Blaise et l'obsession du pouvoir

Norbert Zongo est mort parce que sa plume était une menace contre le pouvoir à vie que se préparait Blaise Compaoré. Devant l'indignation générale provoquée par l'odieux assassinat, Blaise Compaoré avait feint de lâcher du lest sur l'article 37. En effet, après avoir fait sauter le verrou de la limitation que le constituant de 1991 avait imposé lors de l'adoption de la loi fondamentale, il avait dû céder à la pression populaire et aux recommandations du Collège de sages, en remettant le verrou à sa place.

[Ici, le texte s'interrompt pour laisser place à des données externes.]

//! # Audit Query Handler
//!
//! `GET /audit/tasks/{task_id}`: the full chronological event history for one
//! task, ascending by timestamp. Read-only; the log exposes no mutation
//! surface.

use axum::extract::{Path, State};
use axum::http::HeaderMap;
use axum::Json;
use uuid::Uuid;

use crate::audit::AuditEntry;
use crate::web::errors::{ApiError, ApiResult};
use crate::web::state::{authenticated_user, AppState};

/// Return the ordered event history for a task.
pub async fn task_history(
    State(state): State<AppState>,
    Path(task_id): Path<Uuid>,
    headers: HeaderMap,
) -> ApiResult<Json<Vec<AuditEntry>>> {
    authenticated_user(&headers)?;
    let history = state
        .audit
        .history_for_task(task_id)
        .await
        .map_err(|err| ApiError::Internal(err.to_string()))?;
    Ok(Json(history))
}

#[cfg(test)]
mod tests {
    use super::*;
    use crate::audit::{AuditStore, InMemoryAuditStore};
    use crate::config::NotifyConfig;
    use crate::events::{TaskEvent, TaskEventPayload};
    use crate::metrics::PipelineMetrics;
    use crate::notify::ConnectionRegistry;
    use axum::http::HeaderValue;
    use std::sync::Arc;

    fn state_with_store(store: Arc<InMemoryAuditStore>) -> AppState {
        let metrics = PipelineMetrics::new();
        AppState::new(
            Arc::new(ConnectionRegistry::new(
                NotifyConfig::default(),
                Arc::clone(&metrics),
            )),
            store as Arc<dyn AuditStore>,
            metrics,
        )
    }

    fn auth_headers() -> HeaderMap {
        let mut headers = HeaderMap::new();
        headers.insert(
            crate::web::state::USER_HEADER,
            HeaderValue::from_str(&Uuid::new_v4().to_string()).unwrap(),
        );
        headers
    }

    #[tokio::test]
    async fn test_history_returns_events_in_order() {
        let store = Arc::new(InMemoryAuditStore::new());
        let task_id = Uuid::new_v4();

        let mut entries = Vec::new();
        for minutes in [0i64, 5, 10] {
            let mut event = TaskEvent::new(TaskEventPayload::Deleted {
                actor_id: Uuid::new_v4(),
                task_id,
            });
            event.timestamp = chrono::Utc::now() + chrono::Duration::minutes(minutes);
            entries.push(AuditEntry::from_event(&event).unwrap());
        }
        // Insert out of order.
        store
            .append(&[entries[2].clone(), entries[0].clone(), entries[1].clone()])
            .await
            .unwrap();

        let state = state_with_store(store);
        let Json(history) = task_history(State(state), Path(task_id), auth_headers())
            .await
            .unwrap();
        assert_eq!(history.len(), 3);
        assert!(history.windows(2).all(|w| w[0].timestamp <= w[1].timestamp));
    }

    #[tokio::test]
    async fn test_unknown_task_returns_empty_history() {
        let state = state_with_store(Arc::new(InMemoryAuditStore::new()));
        let Json(history) = task_history(State(state), Path(Uuid::new_v4()), auth_headers())
            .await
            .unwrap();
        assert!(history.is_empty());
    }

    #[tokio::test]
    async fn test_history_requires_identity() {
        let state = state_with_store(Arc::new(InMemoryAuditStore::new()));
        let result = task_history(State(state), Path(Uuid::new_v4()), HeaderMap::new()).await;
        assert!(matches!(result, Err(ApiError::Unauthorized(_))));
    }
}
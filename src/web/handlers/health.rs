//! # Health Handlers
//!
//! Liveness is unconditional while the process runs. Readiness degrades when
//! the broker has been flagged unavailable; the body carries the current
//! metrics snapshot either way.

use axum::extract::State;
use axum::http::StatusCode;
use axum::Json;

use crate::metrics::MetricsSnapshot;
use crate::web::state::AppState;

/// `GET /health/live`
pub async fn liveness() -> StatusCode {
    StatusCode::OK
}

/// `GET /health/ready`
pub async fn readiness(State(state): State<AppState>) -> (StatusCode, Json<MetricsSnapshot>) {
    let snapshot = state.metrics.snapshot();
    let status = if snapshot.broker_available {
        StatusCode::OK
    } else {
        StatusCode::SERVICE_UNAVAILABLE
    };
    (status, Json(snapshot))
}

#[cfg(test)]
mod tests {
    use super::*;
    use crate::audit::{AuditStore, InMemoryAuditStore};
    use crate::config::NotifyConfig;
    use crate::metrics::PipelineMetrics;
    use crate::notify::ConnectionRegistry;
    use std::sync::Arc;

    fn test_state() -> AppState {
        let metrics = PipelineMetrics::new();
        AppState::new(
            Arc::new(ConnectionRegistry::new(
                NotifyConfig::default(),
                Arc::clone(&metrics),
            )),
            Arc::new(InMemoryAuditStore::new()) as Arc<dyn AuditStore>,
            metrics,
        )
    }

    #[tokio::test]
    async fn test_liveness_is_always_ok() {
        assert_eq!(liveness().await, StatusCode::OK);
    }

    #[tokio::test]
    async fn test_readiness_follows_broker_flag() {
        let state = test_state();
        let (status, _) = readiness(State(state.clone())).await;
        assert_eq!(status, StatusCode::OK);

        state.metrics.set_broker_available(false);
        let (status, Json(snapshot)) = readiness(State(state.clone())).await;
        assert_eq!(status, StatusCode::SERVICE_UNAVAILABLE);
        assert!(!snapshot.broker_available);

        state.metrics.set_broker_available(true);
        let (status, _) = readiness(State(state)).await;
        assert_eq!(status, StatusCode::OK);
    }
}
//! # Data Model
//!
//! Entities and value objects for the lifecycle pipeline: the task shape this
//! subsystem observes, the recurrence pattern value object, and the durable
//! reminder schedule entry.

pub mod recurrence;
pub mod reminder;
pub mod task;

pub use recurrence::RecurrencePattern;
pub use reminder::{ReminderScheduleEntry, ReminderEntryStatus};
pub use task::{NewTask, ReminderStatus, Task, TaskPatch, TaskSnapshot, TaskStatus};
//! TaskPulse pipeline server.
//!
//! Wires the full pipeline behind the HTTP surface. With `database.url` set,
//! reminder snapshots, the audit log, and the generation lease persist to
//! Postgres; otherwise everything runs on the in-memory stores, which is the
//! demo and test posture.

use anyhow::Context;
use std::sync::Arc;
use tracing::info;

use taskpulse_core::audit::{AuditLogWriter, AuditStore, InMemoryAuditStore, PgAuditStore};
use taskpulse_core::config::PipelineConfig;
use taskpulse_core::events::{EventBus, InMemoryEventBus};
use taskpulse_core::logging::init_structured_logging;
use taskpulse_core::metrics::PipelineMetrics;
use taskpulse_core::notify::{ConnectionRegistry, NotificationFanout};
use taskpulse_core::producer::TaskLifecycleProducer;
use taskpulse_core::recurring::{
    InMemoryLeaseLock, LeaseLock, PgLeaseLock, RecurringTaskProcessor,
};
use taskpulse_core::scheduler::{
    InMemorySnapshotStore, PgSnapshotStore, ReminderScheduler, SnapshotStore,
};
use taskpulse_core::shutdown::Shutdown;
use taskpulse_core::store::{InMemoryTaskStore, TaskStore};
use taskpulse_core::web::{self, AppState};

#[tokio::main]
async fn main() -> anyhow::Result<()> {
    init_structured_logging();
    let config = PipelineConfig::load().context("configuration load failed")?;

    let metrics = PipelineMetrics::new();
    let bus: Arc<dyn EventBus> = Arc::new(InMemoryEventBus::new(
        config.bus.clone(),
        Arc::clone(&metrics),
    ));
    let task_store: Arc<dyn TaskStore> = Arc::new(InMemoryTaskStore::new());

    let (snapshot_store, audit_store, lease): (
        Arc<dyn SnapshotStore>,
        Arc<dyn AuditStore>,
        Arc<dyn LeaseLock>,
    ) = if config.database.url.is_empty() {
        info!("no database configured; using in-memory durable stores");
        (
            Arc::new(InMemorySnapshotStore::new()),
            Arc::new(InMemoryAuditStore::new()),
            Arc::new(InMemoryLeaseLock::new()),
        )
    } else {
        let pool = sqlx::postgres::PgPoolOptions::new()
            .max_connections(config.database.max_connections)
            .acquire_timeout(std::time::Duration::from_secs(
                config.database.connect_timeout_seconds,
            ))
            .connect(&config.database.url)
            .await
            .context("database connection failed")?;

        let snapshots = PgSnapshotStore::new(pool.clone());
        snapshots
            .ensure_schema()
            .await
            .context("snapshot schema setup failed")?;
        let audit = PgAuditStore::new(pool.clone());
        audit
            .ensure_schema()
            .await
            .context("audit schema setup failed")?;
        let lease = PgLeaseLock::new(pool);
        lease
            .ensure_schema()
            .await
            .context("lease schema setup failed")?;
        info!("durable stores backed by Postgres");
        (Arc::new(snapshots), Arc::new(audit), Arc::new(lease))
    };

    let shutdown = Shutdown::new();

    let producer = Arc::new(TaskLifecycleProducer::new(
        Arc::clone(&task_store),
        Arc::clone(&bus),
        Arc::clone(&metrics),
    ));

    let scheduler = ReminderScheduler::start(
        Arc::clone(&bus),
        snapshot_store,
        config.reminders.clone(),
        Arc::clone(&metrics),
        shutdown.subscribe(),
    )
    .await;

    let registry = Arc::new(ConnectionRegistry::new(
        config.notifications.clone(),
        Arc::clone(&metrics),
    ));
    let fanout = NotificationFanout::start(
        Arc::clone(&bus),
        Arc::clone(&registry),
        config.notifications.clone(),
        Arc::clone(&metrics),
        shutdown.subscribe(),
    );

    let audit_writer = AuditLogWriter::start(
        Arc::clone(&bus),
        Arc::clone(&audit_store),
        config.audit.clone(),
        Arc::clone(&metrics),
        shutdown.subscribe(),
    );

    let processor = RecurringTaskProcessor::new(
        Arc::clone(&producer),
        Arc::clone(&task_store),
        lease,
        config.recurring.clone(),
        Arc::clone(&metrics),
    )
    .start(shutdown.subscribe());

    let state = AppState::new(registry, audit_store, metrics);
    let app = web::router(state);
    let listener = tokio::net::TcpListener::bind(&config.web.bind_address)
        .await
        .with_context(|| format!("bind failed on {}", config.web.bind_address))?;
    info!(address = %config.web.bind_address, "taskpulse server listening");

    axum::serve(listener, app)
        .with_graceful_shutdown(async {
            let _ = tokio::signal::ctrl_c().await;
        })
        .await
        .context("server error")?;

    info!("shutdown signal received; draining components");
    shutdown.trigger();
    scheduler.join().await;
    fanout.join().await;
    audit_writer.join().await;
    processor.join().await;
    info!("shutdown complete");
    Ok(())
}
//! # Audit Log Store
//!
//! Append-only, time-partitioned persistence for lifecycle events. Rows key on
//! `partition_key = date(timestamp)`; the event id is the primary key, so a
//! redelivered event appends exactly once regardless of which flush carries
//! it. No update or delete surface exists; the log is write-once, read-many.

use async_trait::async_trait;
use chrono::{DateTime, NaiveDate, Utc};
use parking_lot::Mutex;
use sqlx::{FromRow, PgPool};
use std::collections::{BTreeMap, HashSet};
use uuid::Uuid;

use crate::error::Result;
use crate::events::TaskEvent;

/// One persisted audit row
#[derive(Debug, Clone, PartialEq, serde::Serialize, serde::Deserialize)]
pub struct AuditEntry {
    pub event_id: Uuid,
    pub event_type: String,
    pub task_id: Uuid,
    pub partition_key: NaiveDate,
    pub timestamp: DateTime<Utc>,
    pub payload: serde_json::Value,
}

impl AuditEntry {
    /// Build the audit row for an event. Serialization failures cannot occur
    /// for the closed payload union, but the signature stays fallible to keep
    /// the decode boundary honest.
    pub fn from_event(event: &TaskEvent) -> Result<Self> {
        Ok(Self {
            event_id: event.event_id,
            event_type: event.topic().to_string(),
            task_id: event.task_id(),
            partition_key: event.partition_key(),
            timestamp: event.timestamp,
            payload: event.to_json()?,
        })
    }
}

/// Append-only audit persistence surface
#[async_trait]
pub trait AuditStore: Send + Sync {
    /// Append a batch. Entries whose event id already exists are skipped;
    /// returns the number actually written.
    async fn append(&self, entries: &[AuditEntry]) -> Result<usize>;

    /// Full chronological event history for one task, ascending by timestamp.
    async fn history_for_task(&self, task_id: Uuid) -> Result<Vec<AuditEntry>>;
}

/// In-memory audit store partitioned by date
#[derive(Default)]
pub struct InMemoryAuditStore {
    partitions: Mutex<BTreeMap<NaiveDate, Vec<AuditEntry>>>,
    seen: Mutex<HashSet<Uuid>>,
}

impl InMemoryAuditStore {
    pub fn new() -> Self {
        Self::default()
    }

    /// Partition keys currently holding rows, for assertions.
    pub fn partition_keys(&self) -> Vec<NaiveDate> {
        self.partitions.lock().keys().copied().collect()
    }

    pub fn total_entries(&self) -> usize {
        self.partitions.lock().values().map(Vec::len).sum()
    }
}

#[async_trait]
impl AuditStore for InMemoryAuditStore {
    async fn append(&self, entries: &[AuditEntry]) -> Result<usize> {
        let mut seen = self.seen.lock();
        let mut partitions = self.partitions.lock();
        let mut written = 0;
        for entry in entries {
            if !seen.insert(entry.event_id) {
                continue;
            }
            partitions
                .entry(entry.partition_key)
                .or_default()
                .push(entry.clone());
            written += 1;
        }
        Ok(written)
    }

    async fn history_for_task(&self, task_id: Uuid) -> Result<Vec<AuditEntry>> {
        let partitions = self.partitions.lock();
        let mut history: Vec<AuditEntry> = partitions
            .values()
            .flatten()
            .filter(|entry| entry.task_id == task_id)
            .cloned()
            .collect();
        history.sort_by_key(|entry| entry.timestamp);
        Ok(history)
    }
}

/// Schema for the Postgres-backed audit store.
pub const AUDIT_LOG_DDL: &str = r#"
CREATE TABLE IF NOT EXISTS audit_log (
    event_id      UUID PRIMARY KEY,
    event_type    TEXT NOT NULL,
    task_id       UUID NOT NULL,
    partition_key DATE NOT NULL,
    timestamp     TIMESTAMPTZ NOT NULL,
    payload       JSONB NOT NULL
);
CREATE INDEX IF NOT EXISTS idx_audit_log_task ON audit_log (task_id, timestamp);
CREATE INDEX IF NOT EXISTS idx_audit_log_partition ON audit_log (partition_key);
"#;

#[derive(FromRow)]
struct AuditRow {
    event_id: Uuid,
    event_type: String,
    task_id: Uuid,
    partition_key: NaiveDate,
    timestamp: DateTime<Utc>,
    payload: serde_json::Value,
}

impl From<AuditRow> for AuditEntry {
    fn from(row: AuditRow) -> Self {
        Self {
            event_id: row.event_id,
            event_type: row.event_type,
            task_id: row.task_id,
            partition_key: row.partition_key,
            timestamp: row.timestamp,
            payload: row.payload,
        }
    }
}

/// Postgres-backed audit store
pub struct PgAuditStore {
    pool: PgPool,
}

impl PgAuditStore {
    pub fn new(pool: PgPool) -> Self {
        Self { pool }
    }

    pub async fn ensure_schema(&self) -> Result<()> {
        sqlx::raw_sql(AUDIT_LOG_DDL).execute(&self.pool).await?;
        Ok(())
    }
}

#[async_trait]
impl AuditStore for PgAuditStore {
    async fn append(&self, entries: &[AuditEntry]) -> Result<usize> {
        let mut tx = self.pool.begin().await?;
        let mut written = 0usize;
        for entry in entries {
            let result = sqlx::query(
                "INSERT INTO audit_log
                     (event_id, event_type, task_id, partition_key, timestamp, payload)
                 VALUES ($1, $2, $3, $4, $5, $6)
                 ON CONFLICT (event_id) DO NOTHING",
            )
            .bind(entry.event_id)
            .bind(&entry.event_type)
            .bind(entry.task_id)
            .bind(entry.partition_key)
            .bind(entry.timestamp)
            .bind(&entry.payload)
            .execute(&mut *tx)
            .await?;
            written += result.rows_affected() as usize;
        }
        tx.commit().await?;
        Ok(written)
    }

    async fn history_for_task(&self, task_id: Uuid) -> Result<Vec<AuditEntry>> {
        let rows: Vec<AuditRow> = sqlx::query_as(
            "SELECT event_id, event_type, task_id, partition_key, timestamp, payload
             FROM audit_log
             WHERE task_id = $1
             ORDER BY timestamp",
        )
        .bind(task_id)
        .fetch_all(&self.pool)
        .await?;
        Ok(rows.into_iter().map(AuditEntry::from).collect())
    }
}
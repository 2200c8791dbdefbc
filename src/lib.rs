#![allow(clippy::doc_markdown)] // Allow technical terms like PostgreSQL, SSE in docs
#![allow(clippy::missing_errors_doc)] // Allow public functions without # Errors sections
#![allow(clippy::must_use_candidate)] // Allow methods without must_use when context is clear

//! # TaskPulse Core
//!
//! Event-driven task-lifecycle pipeline: task mutations become durable,
//! ordered, idempotently-consumed events that drive due-date reminders,
//! real-time client notification, and immutable audit logging, plus the
//! background materialization of recurring task instances.
//!
//! ## Architecture
//!
//! The [`producer::TaskLifecycleProducer`] is the only component that emits
//! the four `task.*` mutation events; the [`scheduler`] is the only emitter of
//! `task.reminder-triggered`. Three consumer groups hang off the
//! [`events::EventBus`] with at-least-once delivery and per-task ordering:
//!
//! - [`scheduler`] maintains a min-heap trigger queue behind one owner task,
//!   snapshotted periodically for crash recovery;
//! - [`notify`] fans events out to per-user live streams with bounded
//!   outboxes, rate limiting, and heartbeats;
//! - [`audit`] batches everything into an append-only, time-partitioned log.
//!
//! The [`recurring`] processor closes the loop: it scans recurring parents
//! under a leased lock and materializes due instances through the producer's
//! API, never the bus.
//!
//! ## Delivery model
//!
//! At-least-once plus idempotent consumers. Every consumer deduplicates on
//! the event id; duplicate delivery collapses to exactly one observable side
//! effect. Task mutations never fail because an event could not be published.
//!
//! ## Quick start
//!
//! ```rust,no_run
//! use std::sync::Arc;
//! use taskpulse_core::config::PipelineConfig;
//! use taskpulse_core::events::InMemoryEventBus;
//! use taskpulse_core::metrics::PipelineMetrics;
//! use taskpulse_core::producer::TaskLifecycleProducer;
//! use taskpulse_core::store::{InMemoryTaskStore, TaskStore};
//!
//! # async fn example() -> Result<(), Box<dyn std::error::Error>> {
//! let config = PipelineConfig::load()?;
//! let metrics = PipelineMetrics::new();
//! let bus = Arc::new(InMemoryEventBus::new(config.bus.clone(), Arc::clone(&metrics)));
//! let store: Arc<dyn TaskStore> = Arc::new(InMemoryTaskStore::new());
//! let producer = TaskLifecycleProducer::new(store, bus, metrics);
//! # Ok(())
//! # }
//! ```

pub mod audit;
pub mod config;
pub mod constants;
pub mod dedup;
pub mod error;
pub mod events;
pub mod logging;
pub mod metrics;
pub mod models;
pub mod notify;
pub mod producer;
pub mod recurring;
pub mod scheduler;
pub mod shutdown;
pub mod store;
pub mod web;

pub use config::PipelineConfig;
pub use error::{PipelineError, Result};
pub use events::{EventBus, InMemoryEventBus, TaskEvent, TaskEventPayload};
pub use metrics::PipelineMetrics;
pub use producer::TaskLifecycleProducer;
pub use shutdown::Shutdown;
//! # Notification Stream Handler
//!
//! `GET /notifications/stream`: one long-lived `text/event-stream` response
//! per connection. Named SSE events mirror the five lifecycle topics plus
//! `heartbeat`; the SSE `id` field carries the event id so a reconnecting
//! client can send `Last-Event-ID` for best-effort replay from the owner's
//! recent-event ring.

use axum::extract::State;
use axum::http::HeaderMap;
use axum::response::sse::{Event, Sse};
use futures::stream::Stream;
use std::convert::Infallible;
use std::sync::Arc;
use tokio::sync::mpsc;
use tokio_stream::wrappers::ReceiverStream;
use tokio_stream::StreamExt;
use tracing::debug;
use uuid::Uuid;

use crate::notify::{
    ConnectionRegistry, NotificationConnection, OutboundMessage, COALESCED_EVENT_NAME,
    HEARTBEAT_EVENT_NAME,
};
use crate::web::errors::{ApiError, ApiResult};
use crate::web::state::{authenticated_user, AppState};

/// Open a notification stream for the authenticated owner.
pub async fn notification_stream(
    State(state): State<AppState>,
    headers: HeaderMap,
) -> ApiResult<Sse<impl Stream<Item = Result<Event, Infallible>>>> {
    let owner_id = authenticated_user(&headers)?;
    let client_addr = headers
        .get("x-forwarded-for")
        .and_then(|value| value.to_str().ok())
        .map(str::to_string);

    let connection = state
        .registry
        .register(owner_id, client_addr)
        .map_err(|err| ApiError::CapacityExceeded(err.to_string()))?;

    // Best-effort replay: an unknown or evicted id silently starts live.
    if let Some(last_event_id) = last_event_id(&headers) {
        let missed = state.registry.replay_after(owner_id, last_event_id);
        debug!(
            owner_id = %owner_id,
            replayed = missed.len(),
            "reconnect replay"
        );
        for entry in missed {
            connection.enqueue_event(entry.event_name, entry.event_id, entry.data, &state.metrics);
        }
    }

    let (tx, rx) = mpsc::channel::<Event>(8);
    tokio::spawn(pump_connection(
        connection,
        Arc::clone(&state.registry),
        tx,
    ));

    Ok(Sse::new(ReceiverStream::new(rx).map(Ok::<_, Infallible>)))
}

fn last_event_id(headers: &HeaderMap) -> Option<Uuid> {
    headers
        .get("last-event-id")
        .and_then(|value| value.to_str().ok())
        .and_then(|raw| Uuid::parse_str(raw).ok())
}

/// Per-connection writer task: drains the bounded outbox into the SSE body.
/// Ends when the client disconnects or the connection is closed, then removes
/// the registration.
async fn pump_connection(
    connection: Arc<NotificationConnection>,
    registry: Arc<ConnectionRegistry>,
    tx: mpsc::Sender<Event>,
) {
    while let Some(message) = connection.next_message().await {
        let event = render_sse_event(message);
        if tx.send(event).await.is_err() {
            // Client went away; the stream body was dropped.
            break;
        }
        connection.touch();
    }
    registry.deregister(connection.owner_id, connection.connection_id);
    connection.close();
    debug!(connection_id = %connection.connection_id, "stream writer finished");
}

fn render_sse_event(message: OutboundMessage) -> Event {
    match message {
        OutboundMessage::Event {
            event_name,
            event_id,
            data,
        } => Event::default()
            .event(event_name)
            .id(event_id.to_string())
            .data(data.to_string()),
        OutboundMessage::Coalesced { suppressed } => Event::default()
            .event(COALESCED_EVENT_NAME)
            .data(serde_json::json!({ "suppressed": suppressed }).to_string()),
        OutboundMessage::Heartbeat => Event::default().event(HEARTBEAT_EVENT_NAME).data("{}"),
    }
}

Il est aujourd'hui en train de revenir sur la pointe des pieds sur ces concessions, en préparant l'opinion à accepter une nouvelle suppression pour lui permettre de finir ses chantiers…

Le bois mort a beau séjourné durablement dans le marigot, il ne deviendra jamais caïman. Ce dicton africain sied comme un gant à notre président. Il n'est un secret pour personne que Norbert Zongo considérait comme une mystification, la profession de foi du capitaine Compaoré dont l'irruption sanglante sur la scène politique nationale avait fait naître l'espoir d'un renouveau démocratique après les années de plomb de régime révolutionnaire. Et c'est parce qu'il ne croyait pas à cette lubie démocratique qu'il s'était employé à la démystifier. La suite, on la connaît. Norbert Zongo a été assassiné par le fer et le feu, une barbarie qui en dit long sur ce qu'il représentait pour ses bourreaux. Un des acquis que l'on peut escompter de sa mort résidait dans les réformes politiques qui ont eu comme avantage d'élargir un peu plus l'espace politique avec l'arrivée sur l'arène de nouveaux acteurs issus de l'opposition. Cette évolution a aussi touché la majorité présidentielle où les caciques ont dû également ouvrir un peu plus le champ, processus qui a permis à quelques alevins qui ne jouissaient pas forcément de la protection des barons de passer par les mailles du filet. Plus généralement, on a pu observer l'émergence d'un processus politique caractérisé par une libération de la parole et le développement d'initiatives citoyennes. Mais un des signes les plus tangibles du changement, c'est le nouvel état d'esprit au sein de la classe dirigeante où le jeu politique interne paraissait plus libre avec la perspective d'une alternance à la tête de l'Etat d'autant plus réelle que l'hypothèque Blaise Compaoré semblait avoir trouvé une solution avec le rétablissement du verrou sur l'article 37. Depuis, il a coulé beaucoup d'eau sous les ponts et ce qui semblait désormais rangé au chapitre des certitudes et des acquis est en train d'être balayé par un nouveau cours politique qui se dessine progressivement mais sûrement.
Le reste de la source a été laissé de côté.